The imaging findings of ganglioneuromas and schwannomas have been described previously.29 Ganglioneuromas are derived from the primordial neural crest cells that form the sympathetic nervous system and are composed of a combination of mature ganglion cells and other mature tissues. Ganglioneuromas are most commonly located in the posterior mediastinum, followed by the retroperitoneum and adrenal gland. Regarding the characteristics of their internal structures, calcifications are often seen and they predominantly exhibit low to intermediate signal intensity on CT.35 Previous studies have reported that some ganglioneuromas display a whorled appearance caused by curvilinear internal structures or fatty components, which are detected in approximately half and one-third of cases, respectively.4,6,7 Schwannomas are encapsulated spherical masses that are mainly found in the posterior mediastinum. However, they sometimes grow through the intervertebral foramina and form dumbbell-shaped lesions. Schwannomas have been reported to exhibit a target-like appearance, i.e., peripheral high-signal intensity and central low-signal intensity, on T2 weighted MRI. These findings might facilitate the differentiation of typical cases of schwannoma and ganglioneuroma, but in many cases, it would be difficult to make a differential diagnosis based on these findings, as shown in Figures 24. Therefore, further diagnostic criteria would be beneficial.

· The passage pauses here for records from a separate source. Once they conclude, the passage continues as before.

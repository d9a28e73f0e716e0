//! # Table Analyzer Module
//!
//! The analysis pass between normalization and trie compilation: resolves
//! handler references through the catalog, merges module and handler
//! metadata, honors the first declared arity, classifies declared
//! parameters into route params and free params, and combines resolver
//! overrides into each entry's registry.

mod core;

pub use core::{analyze, AnalyzedHandler};
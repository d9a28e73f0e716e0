use serde::{Deserialize, Deserializer, Serialize, Serializer};
use std::fmt::{Display, Formatter};
use std::str::FromStr;

/// Strongly typed per-dispatch identifier backed by ULID.
///
/// A fresh id is minted for every dispatched request and threaded through
/// all log lines for correlation.
#[derive(Clone, Copy, Eq, PartialEq, Hash, Debug)]
pub struct RequestId(pub ulid::Ulid);

impl RequestId {
    pub fn new() -> Self {
        Self(ulid::Ulid::new())
    }
}

impl Default for RequestId {
    fn default() -> Self {
        Self::new()
    }
}

impl Display for RequestId {
    fn fmt(&self, f: &mut Formatter<'_>) -> std::fmt::Result {
        write!(f, "{}", self.0)
    }
}

impl FromStr for RequestId {
    type Err = ulid::DecodeError;

    fn from_str(s: &str) -> Result<Self, Self::Err> {
        let id = ulid::Ulid::from_string(s)?;
        Ok(RequestId(id))
    }
}

impl Serialize for RequestId {
    fn serialize<S: Serializer>(&self, serializer: S) -> Result<S::Ok, S::Error> {
        serializer.serialize_str(&self.to_string())
    }
}

impl<'de> Deserialize<'de> for RequestId {
    fn deserialize<D: Deserializer<'de>>(deserializer: D) -> Result<Self, D::Error> {
        let s = String::deserialize(deserializer)?;
        s.parse::<RequestId>()
            .map_err(|_| serde::de::Error::custom("invalid request id"))
    }
}
//! # Argument Resolver Module
//!
//! A layered lookup that picks exactly one resolution strategy per declared
//! handler parameter. The registry holds tag-keyed factories and name-keyed
//! bindings; the resolution algorithm applies the strict five-rule
//! precedence order once at compile time, leaving each handler with a plain
//! ordered list of resolver functions.

mod registry;
mod resolve;

pub use registry::{
    ArgResolver, NameBinding, OverrideMode, ResolverFactory, ResolverOverrides, ResolverRegistry,
};
pub use resolve::resolve_params;
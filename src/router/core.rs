//! Router core - compiled trie owner, hot path for the segment walk.

use smallvec::SmallVec;
use std::sync::Arc;
use tracing::info;

use super::trie::TrieNode;
use crate::analyzer::AnalyzedHandler;
use crate::dispatcher::compile_leaf;
use crate::error::CompileError;

/// Maximum number of route parameters before heap allocation.
/// Most REST-style routes carry ≤4 path variables.
pub const MAX_INLINE_PARAMS: usize = 8;

/// Stack-allocated route-parameter storage for the hot path.
///
/// Param names use `Arc<str>` because they come from the static leaf
/// tables; values are per-request data extracted from the URL and stay
/// `String`.
pub type ParamVec = SmallVec<[(Arc<str>, String); MAX_INLINE_PARAMS]>;

/// Split a request path into non-empty segments.
#[must_use]
pub(crate) fn split_path(path: &str) -> Vec<&str> {
    path.trim_start_matches('/')
        .split('/')
        .filter(|s| !s.is_empty())
        .collect()
}

/// The compiled dispatch trie together with its endpoint table.
///
/// Exclusively owned by the dispatcher instance that wraps it; nothing
/// mutates it after compilation, so unsynchronized concurrent reads are
/// safe.
#[derive(Clone)]
pub struct Router {
    root: TrieNode,
    /// Endpoint names in normalized table order, for diagnostics.
    endpoints: Vec<String>,
}

impl Router {
    /// Build the trie from analyzed entries.
    ///
    /// Each entry's handler is composed here (argument resolution,
    /// adaptation, middleware, context, diagnostics) and stored in a leaf
    /// appended under the entry's method key.
    pub fn compile(analyzed: Vec<AnalyzedHandler>) -> Result<Self, CompileError> {
        let mut root = TrieNode::default();
        let mut endpoints = Vec::with_capacity(analyzed.len());
        for entry in &analyzed {
            let leaf = compile_leaf(entry)?;
            root.insert(&entry.spec.path, entry.spec.method.clone(), leaf);
            endpoints.push(entry.endpoint.clone());
        }
        info!(routes = endpoints.len(), "dispatch trie compiled");
        Ok(Self { root, endpoints })
    }

    /// Walk the trie by path segments. `None` means no structural match.
    #[must_use]
    pub fn walk(&self, segments: &[&str]) -> Option<&TrieNode> {
        self.root.walk(segments)
    }

    /// Endpoint names in normalized (sorted) table order.
    #[must_use]
    pub fn endpoints(&self) -> &[String] {
        &self.endpoints
    }

    /// Print all registered endpoints to stdout.
    ///
    /// Useful for debugging and verifying that the table normalized the
    /// way it was meant to; the order is the normalizer's deterministic
    /// sort order.
    pub fn dump_routes(&self) {
        println!("[routes] count={}", self.endpoints.len());
        for endpoint in &self.endpoints {
            println!("[route] {endpoint}");
        }
    }
}
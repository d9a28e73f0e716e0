//! # Middleware Module
//!
//! Compile-time handler decoration. A middleware is an ordered
//! `(Handler) -> Option<Handler>` transform applied while the trie is
//! built: each entry may wrap the handler compiled so far or return `None`
//! to leave it untouched. Nothing here runs per request beyond the
//! closures the middleware itself installed.

mod core;
mod tracing;

pub use self::tracing::TracingMiddleware;
pub use core::{apply_chain, Middleware, MiddlewareChain};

Schwannomas arise from the nerve sheath and are encapsulated, therefore surgical enucleation can be performed to prevent damage to the nerve fascicles.10,11 On the other hand, to completely remove ganglioneuromas that arise from nerve ganglion cells, involved nerves need to be resected together. Hence, knowledge about whether a mediastinal tumour was a ganglioneuroma or schwannoma would help surgeons during the development of the preoperative strategy. Therefore, differentiating between these neurogenic tumours is important. In the present study, the mean CC/M R of the mediastinal ganglioneuromas was significantly higher than that of the mediastinal schwannomas. Morphologically, mediastinal ganglioneuromas have relatively long craniocaudal axes compared with schwannomas, and evaluations of the CC/M R seem to be useful for differentiating between these two tumours in the mediastinum. A CC/M R cut-off level of 1.2 might be appropriate in view of its high sensitivity (93%) and specificity (73%). Measuring a tumour's CC and its major axis on the transaxial image that exhibits the largest tumour area is easy and does not take long. Thus, the CC/M R could be a useful index for differentiating between schwannomas and ganglioneuromas in the mediastinum, especially in the posterior mediastinum.

The main limitation of our study was the relatively small number of tumours. Neurogenic tumours are not very rare, but neurogenic tumours that are confined to the mediastinum are not encountered very often. In addition, various CT and MRI scanners were used for this study, and the slice thickness varied slightly because of the long study period; however, we consider that these limitations had little effect on our tumour measurements.

In conclusion, we found that mediastinal ganglioneuromas had a significantly higher CC/M R than mediastinal schwannomas. The CC/M R could be used as an additional objective imaging finding for more accurately differentiating between these neurogenic tumours, which would facilitate preoperative planning.